▸ About this task
From the records below, find each line with the string "commands" and copy it.
[[ Dataset excerpts, beginning ]]
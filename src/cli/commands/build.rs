//! Build command implementation.
//!
//! The `easypack build` command runs the bundler and, with `--server`,
//! serves the web output once the build (including its completion hook)
//! has finished.

use crate::cli::args::BuildArgs;
use crate::config::{build_configuration, Extra, Overrides, ProgramDefaults};
use crate::error::Result;
use crate::server::ServeOptions;
use crate::tools::Toolkit;
use crate::ui::UserInterface;

use super::dispatcher::{Command, CommandResult};

/// The build command implementation.
pub struct BuildCommand<'a> {
    defaults: &'a ProgramDefaults,
    toolkit: &'a Toolkit,
    args: BuildArgs,
}

impl<'a> BuildCommand<'a> {
    /// Create a new build command.
    pub fn new(defaults: &'a ProgramDefaults, toolkit: &'a Toolkit, args: BuildArgs) -> Self {
        Self {
            defaults,
            toolkit,
            args,
        }
    }
}

impl Command for BuildCommand<'_> {
    fn execute(&self, ui: &mut dyn UserInterface) -> Result<CommandResult> {
        let overrides = Overrides {
            env: self.args.env.clone(),
            cli_devtool: self.args.devtool.clone(),
            ..Default::default()
        };
        let extra = Extra {
            speed: self.args.speed,
            ..Default::default()
        };
        let config = build_configuration(self.defaults, &overrides, extra);

        let report = self.toolkit.engine.run_build(&config)?;
        ui.success("Build complete");

        let Some(toggle) = self.args.server else {
            return Ok(CommandResult::success());
        };

        let Some(dist) = report.web_unit().and_then(|unit| unit.output_path.clone()) else {
            tracing::debug!("no web compiler unit with an output path, server not started");
            return Ok(CommandResult::success());
        };

        let options = ServeOptions::new(dist, toggle.port());
        ui.message(&format!(
            "Serving {} on http://127.0.0.1:{}",
            options.dist.display(),
            options.port_or_default()
        ));
        self.toolkit.server.start(&options)?;

        Ok(CommandResult::success())
    }
}
//! Collaborators the dispatcher reaches through traits.
//!
//! Each trait has one default implementation backed by the local system.
//! [`Toolkit`] bundles them (with the build engine and static server) so
//! commands receive a single handle, and [`mock::MockToolkit`] swaps every
//! one of them for a recorder in tests.

pub mod archive;
pub mod mock;
pub mod scaffold;
pub mod system;
pub mod upgrade;
pub mod workspace;

pub use archive::ShellArchiver;
pub use scaffold::GitScaffolder;
pub use system::OsTools;
pub use upgrade::PackageUpgrader;
pub use workspace::ProjectWorkspace;

use std::path::{Path, PathBuf};

use crate::config::ArchiveOptions;
use crate::engine::{BuildEngine, ProcessEngine};
use crate::error::Result;
use crate::server::{HttpStaticServer, StaticServer};

/// Archive writer.
pub trait Archiver {
    /// Write `<target>/<filename>.zip`, returning its path.
    fn zip(&self, options: &ArchiveOptions) -> Result<PathBuf>;
    /// Write `<target>/<filename>.tar.gz`, returning its path.
    fn tar(&self, options: &ArchiveOptions) -> Result<PathBuf>;
}

/// Operating system helpers.
pub trait SystemTools {
    /// Remove a file or directory tree. A missing path is not an error.
    fn remove_path(&self, path: &Path) -> Result<()>;
    /// Kill processes listening on a comma separated port list. Returns the killed pids.
    fn kill_ports(&self, ports: &str) -> Result<Vec<u32>>;
    /// Open a path with the platform's default handler.
    fn open_path(&self, path: &Path) -> Result<()>;
}

/// Well-known project paths.
pub trait Workspace {
    fn compile_temp_dir(&self, base_dir: &Path) -> PathBuf;
    fn clear_temp_dir(&self, base_dir: &Path) -> Result<()>;
    fn clear_manifest(&self, base_dir: &Path) -> Result<()>;
    fn clear_build_dir(&self, base_dir: &Path) -> Result<()>;
}

/// A registered project template.
#[derive(Debug, Clone, Copy, PartialEq, Eq)]
pub struct Boilerplate {
    pub id: &'static str,
    pub description: &'static str,
    pub repository: &'static str,
}

/// What `init` should create.
#[derive(Debug, Clone, PartialEq, Eq)]
pub struct InitRequest {
    /// Registry id or repository location.
    pub boilerplate: String,
    /// Directory name; defaults to the boilerplate id.
    pub name: Option<String>,
    /// Replace an existing non-empty directory.
    pub force: bool,
}

/// Project creation from boilerplates.
pub trait Scaffolder {
    fn boilerplates(&self) -> Vec<Boilerplate>;
    /// Create the project and return its directory.
    fn init(&self, base_dir: &Path, request: &InitRequest) -> Result<PathBuf>;
}

#[derive(Debug, Clone, Default, PartialEq, Eq)]
pub struct UpgradeOptions {
    /// Target version range.
    pub to: Option<String>,
    /// Report without writing.
    pub dry_run: bool,
}

#[derive(Debug, Clone, PartialEq, Eq)]
pub struct DependencyChange {
    pub name: String,
    pub from: String,
    pub to: String,
}

#[derive(Debug, Clone, Default, PartialEq, Eq)]
pub struct UpgradeReport {
    pub changes: Vec<DependencyChange>,
    /// Whether `package.json` was rewritten.
    pub written: bool,
}

/// Project dependency upgrade.
pub trait Upgrader {
    fn upgrade(&self, base_dir: &Path, options: &UpgradeOptions) -> Result<UpgradeReport>;
}

/// Every collaborator a command may call.
pub struct Toolkit {
    pub engine: Box<dyn BuildEngine>,
    pub server: Box<dyn StaticServer>,
    pub archiver: Box<dyn Archiver>,
    pub system: Box<dyn SystemTools>,
    pub workspace: Box<dyn Workspace>,
    pub scaffolder: Box<dyn Scaffolder>,
    pub upgrader: Box<dyn Upgrader>,
}

impl Toolkit {
    /// Toolkit backed by the local system.
    pub fn system_default() -> Self {
        Self {
            engine: Box::new(ProcessEngine::new()),
            server: Box::new(HttpStaticServer::new()),
            archiver: Box::new(ShellArchiver::new()),
            system: Box::new(OsTools::new()),
            workspace: Box::new(ProjectWorkspace::new()),
            scaffolder: Box::new(GitScaffolder::new()),
            upgrader: Box::new(PackageUpgrader::new()),
        }
    }
}

impl Default for Toolkit {
    fn default() -> Self {
        Self::system_default()
    }
}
[[ Dataset excerpts, end ]]
▸ Solution to the exercise
filename src/cli/commands/build.rs
//! commands receive a single handle, and [`mock::MockToolkit`] swaps every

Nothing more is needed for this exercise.